An Oregon couple will serve six years in prison for neglecting to seek medical care for their newborn son due their religious beliefs, the state's Supreme Court ruled on Oct. 8.
The court originally convicted Dale and Shannon Hickman, both 30 years old, of second-degree manslaughter in 2011 for the death of their son, David, in 2009, New York Daily News reports. However, the couple appealed the ruling, arguing that the prosecution did not prove that the couple knew their religious beliefs would cause the child to die.
The Oregon Supreme Court rejected their plea.
"As the evidence unfolded and the witnesses testified, it became evident to me and certainly to the jury … that this death just simply did not need to occur," said Judge Robert Herndon, according to the Daily Mail.
Shannon gave birth at home two months premature to a child with underdeveloped lungs and a bacterial infection. Instead of calling 911, the couple prayed and rubbed oil on him, in accordance to their beliefs as members of the faith-healing Followers of Christ religious denomination. David struggled to breathe and turned blue.
He died nine hours later of staphylococcus pneumonia, which a doctor testified in court is "99 percent" treatable.
"Dale ran into the room where one of his aunts was holding David and anointed David’s head with olive oil and began to pray," the Oct. 8 state Supreme Court decision read, according to the New York Daily News. "He noticed that David was taking short breaths, was minimally responsive, and was lighter in color, so he took David into the bedroom where Shannon still lay.
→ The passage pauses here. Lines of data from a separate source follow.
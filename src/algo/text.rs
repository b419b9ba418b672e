//! Word-level text diff
//!
//! Aligns two token sequences and cleans the raw LCS script up for display:
//!
//! 1. whitespace-only matches squeezed between two changes are folded into
//!    one change
//! 2. every change region lists its deletions before its insertions
//! 3. tokens common to the start or end of both halves of a region are
//!    matched again
//!
//! The result is grouped into [`TextChange`] spans for the tree engine.

use std::ops::Range;

use rustc_hash::FxHashMap;

use super::lcs::{align, Edit};
use super::tokens::{split_text, Token};
use super::tree::DiffConfig;

// =============================================================================
// Public API
// =============================================================================

/// A span of text in a word-level diff
#[derive(Debug, Clone, PartialEq, Eq)]
pub enum TextChange {
    Equal(String),
    Delete(String),
    Insert(String),
}

impl TextChange {
    pub fn text(&self) -> &str {
        match self {
            TextChange::Equal(s) | TextChange::Delete(s) | TextChange::Insert(s) => s,
        }
    }

    pub fn is_equal(&self) -> bool {
        matches!(self, TextChange::Equal(_))
    }

    fn text_mut(&mut self) -> &mut String {
        match self {
            TextChange::Equal(s) | TextChange::Delete(s) | TextChange::Insert(s) => s,
        }
    }

    fn same_kind(&self, other: &Self) -> bool {
        std::mem::discriminant(self) == std::mem::discriminant(other)
    }
}

/// Token-level edit script between two token sequences.
pub fn diff_tokens(old: &[Token<'_>], new: &[Token<'_>]) -> Vec<Edit> {
    diff_tokens_with(old, new, &DiffConfig::default())
}

/// [`diff_tokens`] with an explicit alignment budget.
pub fn diff_tokens_with(old: &[Token<'_>], new: &[Token<'_>], config: &DiffConfig) -> Vec<Edit> {
    let hunks = hunks(old, new, config);
    let mut edits = Vec::with_capacity(old.len().max(new.len()));
    for hunk in hunks {
        match hunk {
            Hunk::Equal { old, new } => {
                edits.extend(old.zip(new).map(|(old_idx, new_idx)| Edit::Keep { old_idx, new_idx }));
            }
            Hunk::Change { old, new } => {
                edits.extend(old.map(|old_idx| Edit::Delete { old_idx }));
                edits.extend(new.map(|new_idx| Edit::Insert { new_idx }));
            }
        }
    }
    edits
}

/// Word-level diff of two strings.
pub fn diff_text(old: &str, new: &str) -> Vec<TextChange> {
    diff_text_with(old, new, &DiffConfig::default())
}

/// [`diff_text`] with an explicit alignment budget.
pub fn diff_text_with(old: &str, new: &str, config: &DiffConfig) -> Vec<TextChange> {
    let old_tokens = split_text(old);
    let new_tokens = split_text(new);

    let mut changes: Vec<TextChange> = Vec::new();
    for hunk in hunks(&old_tokens, &new_tokens, config) {
        match hunk {
            Hunk::Equal { new, .. } => push_change(&mut changes, TextChange::Equal(concat(&new_tokens[new]))),
            Hunk::Change { old, new } => {
                push_change(&mut changes, TextChange::Delete(concat(&old_tokens[old])));
                push_change(&mut changes, TextChange::Insert(concat(&new_tokens[new])));
            }
        }
    }
    changes
}

fn concat(tokens: &[Token<'_>]) -> String {
    tokens.iter().map(|t| t.text).collect()
}

/// Append a span, merging with the previous span of the same kind
fn push_change(changes: &mut Vec<TextChange>, change: TextChange) {
    if change.text().is_empty() {
        return;
    }
    match changes.last_mut() {
        Some(last) if last.same_kind(&change) => last.text_mut().push_str(change.text()),
        _ => changes.push(change),
    }
}

// =============================================================================
// Hunks
// =============================================================================

/// Run of the script: matched tokens, or one change region
#[derive(Debug, Clone, PartialEq, Eq)]
enum Hunk {
    Equal { old: Range<usize>, new: Range<usize> },
    Change { old: Range<usize>, new: Range<usize> },
}

fn hunks(old: &[Token<'_>], new: &[Token<'_>], config: &DiffConfig) -> Vec<Hunk> {
    let (old_ids, new_ids) = intern(old, new);
    let edits = align(&old_ids, &new_ids, config.max_alignment_cells);
    let hunks = group(&edits, old.len(), new.len());
    let hunks = absorb_whitespace(hunks, old);
    let hunks = trim_regions(hunks, old, new);
    slide_regions(hunks, old, new)
}

/// Map tokens to integer ids so the aligner compares integers
fn intern<'a>(old: &[Token<'a>], new: &[Token<'a>]) -> (Vec<u32>, Vec<u32>) {
    let mut ids: FxHashMap<&'a str, u32> = FxHashMap::default();
    let mut id_of = |token: &Token<'a>| {
        let next = ids.len() as u32;
        *ids.entry(token.text).or_insert(next)
    };
    let old_ids = old.iter().map(&mut id_of).collect();
    let new_ids = new.iter().map(&mut id_of).collect();
    (old_ids, new_ids)
}

/// Group a monotone edit script into alternating equal/change hunks.
fn group(edits: &[Edit], old_len: usize, new_len: usize) -> Vec<Hunk> {
    let mut hunks = Vec::new();
    let (mut oi, mut ni) = (0, 0);
    let mut iter = edits.iter().peekable();
    while iter.peek().is_some() {
        let (o0, n0) = (oi, ni);
        if iter.peek().is_some_and(|e| e.is_keep()) {
            while iter.next_if(|e| e.is_keep()).is_some() {
                oi += 1;
                ni += 1;
            }
            hunks.push(Hunk::Equal { old: o0..oi, new: n0..ni });
        } else {
            while let Some(edit) = iter.next_if(|e| e.is_change()) {
                match edit {
                    Edit::Delete { .. } => oi += 1,
                    _ => ni += 1,
                }
            }
            hunks.push(Hunk::Change { old: o0..oi, new: n0..ni });
        }
    }
    debug_assert_eq!((oi, ni), (old_len, new_len));
    hunks
}

/// Fold `change, whitespace-only equal, change` into a single change.
fn absorb_whitespace(hunks: Vec<Hunk>, old: &[Token<'_>]) -> Vec<Hunk> {
    let mut out: Vec<Hunk> = Vec::with_capacity(hunks.len());
    let mut iter = hunks.into_iter().peekable();
    while let Some(hunk) = iter.next() {
        match hunk {
            Hunk::Change { old: o, new: n } => match out.last_mut() {
                Some(Hunk::Change { old: po, new: pn }) => {
                    po.end = o.end;
                    pn.end = n.end;
                }
                _ => out.push(Hunk::Change { old: o, new: n }),
            },
            Hunk::Equal { old: o, new: n } => {
                let between_changes = matches!(out.last(), Some(Hunk::Change { .. }))
                    && matches!(iter.peek(), Some(Hunk::Change { .. }));
                let whitespace = old[o.clone()].iter().all(Token::is_whitespace);
                match out.last_mut() {
                    Some(Hunk::Change { old: po, new: pn }) if between_changes && whitespace => {
                        po.end = o.end;
                        pn.end = n.end;
                    }
                    _ => out.push(Hunk::Equal { old: o, new: n }),
                }
            }
        }
    }
    out
}

/// Move tokens shared by both ends of a change region back into matches.
fn trim_regions(hunks: Vec<Hunk>, old: &[Token<'_>], new: &[Token<'_>]) -> Vec<Hunk> {
    let mut out = Vec::with_capacity(hunks.len());
    for hunk in hunks {
        let (mut o, mut n) = match hunk {
            Hunk::Change { old, new } => (old, new),
            equal => {
                out.push(equal);
                continue;
            }
        };
        let (o_start, n_start) = (o.start, n.start);
        while !o.is_empty() && !n.is_empty() && old[o.start] == new[n.start] {
            o.start += 1;
            n.start += 1;
        }
        let (o_end, n_end) = (o.end, n.end);
        while !o.is_empty() && !n.is_empty() && old[o.end - 1] == new[n.end - 1] {
            o.end -= 1;
            n.end -= 1;
        }
        if o.start > o_start {
            out.push(Hunk::Equal { old: o_start..o.start, new: n_start..n.start });
        }
        if !o.is_empty() || !n.is_empty() {
            out.push(Hunk::Change { old: o.clone(), new: n.clone() });
        }
        if o_end > o.end {
            out.push(Hunk::Equal { old: o.end..o_end, new: n.end..n_end });
        }
    }
    out
}

/// Slide one-sided regions forward past the tokens they repeat, so an
/// insertion reads `five ` rather than ` five`.
fn slide_regions(hunks: Vec<Hunk>, old: &[Token<'_>], new: &[Token<'_>]) -> Vec<Hunk> {
    let mut out: Vec<Hunk> = Vec::with_capacity(hunks.len() + 1);
    let mut iter = hunks.into_iter().peekable();
    while let Some(hunk) = iter.next() {
        let (o, n) = match hunk {
            Hunk::Change { old, new } => (old, new),
            Hunk::Equal { old, new } => {
                push_equal(&mut out, old, new);
                continue;
            }
        };
        let (region, seq) = if o.is_empty() { (&n, new) } else { (&o, old) };
        let shift = match iter.peek_mut() {
            Some(Hunk::Equal { old: eo, new: en }) if o.is_empty() || n.is_empty() => {
                let mut shift = 0;
                // Leave one matched token so the region never touches the next change
                while shift + 1 < eo.len() && seq[region.start + shift] == seq[region.end + shift] {
                    shift += 1;
                }
                eo.start += shift;
                en.start += shift;
                shift
            }
            _ => 0,
        };
        push_equal(&mut out, o.start..o.start + shift, n.start..n.start + shift);
        out.push(Hunk::Change {
            old: o.start + shift..o.end + shift,
            new: n.start + shift..n.end + shift,
        });
    }
    out
}

/// Append an equal run, merging with a preceding one
fn push_equal(out: &mut Vec<Hunk>, old: Range<usize>, new: Range<usize>) {
    if old.is_empty() {
        return;
    }
    match out.last_mut() {
        Some(Hunk::Equal { old: po, new: pn }) => {
            po.end = old.end;
            pn.end = new.end;
        }
        _ => out.push(Hunk::Equal { old, new }),
    }
}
"At that point, it was 'in the back of [Dale's] mind' that David would not survive. He sat in a chair by the bed, held David in his arms, and prayed."
Five other members of the Clackamas, Oregon, Followers of Christ Church have been convicted for rejecting medical care for their children in favor of praying and anointing them with oil, the Daily Mail reports.
"I think it's God's will whatever happens," Shannon testified in court, who added that the church requires her to defer to her husband.
As a response to the many Followers of Christ deaths, Oregon lawmakers struck down a law this year enabling religious defenses in court.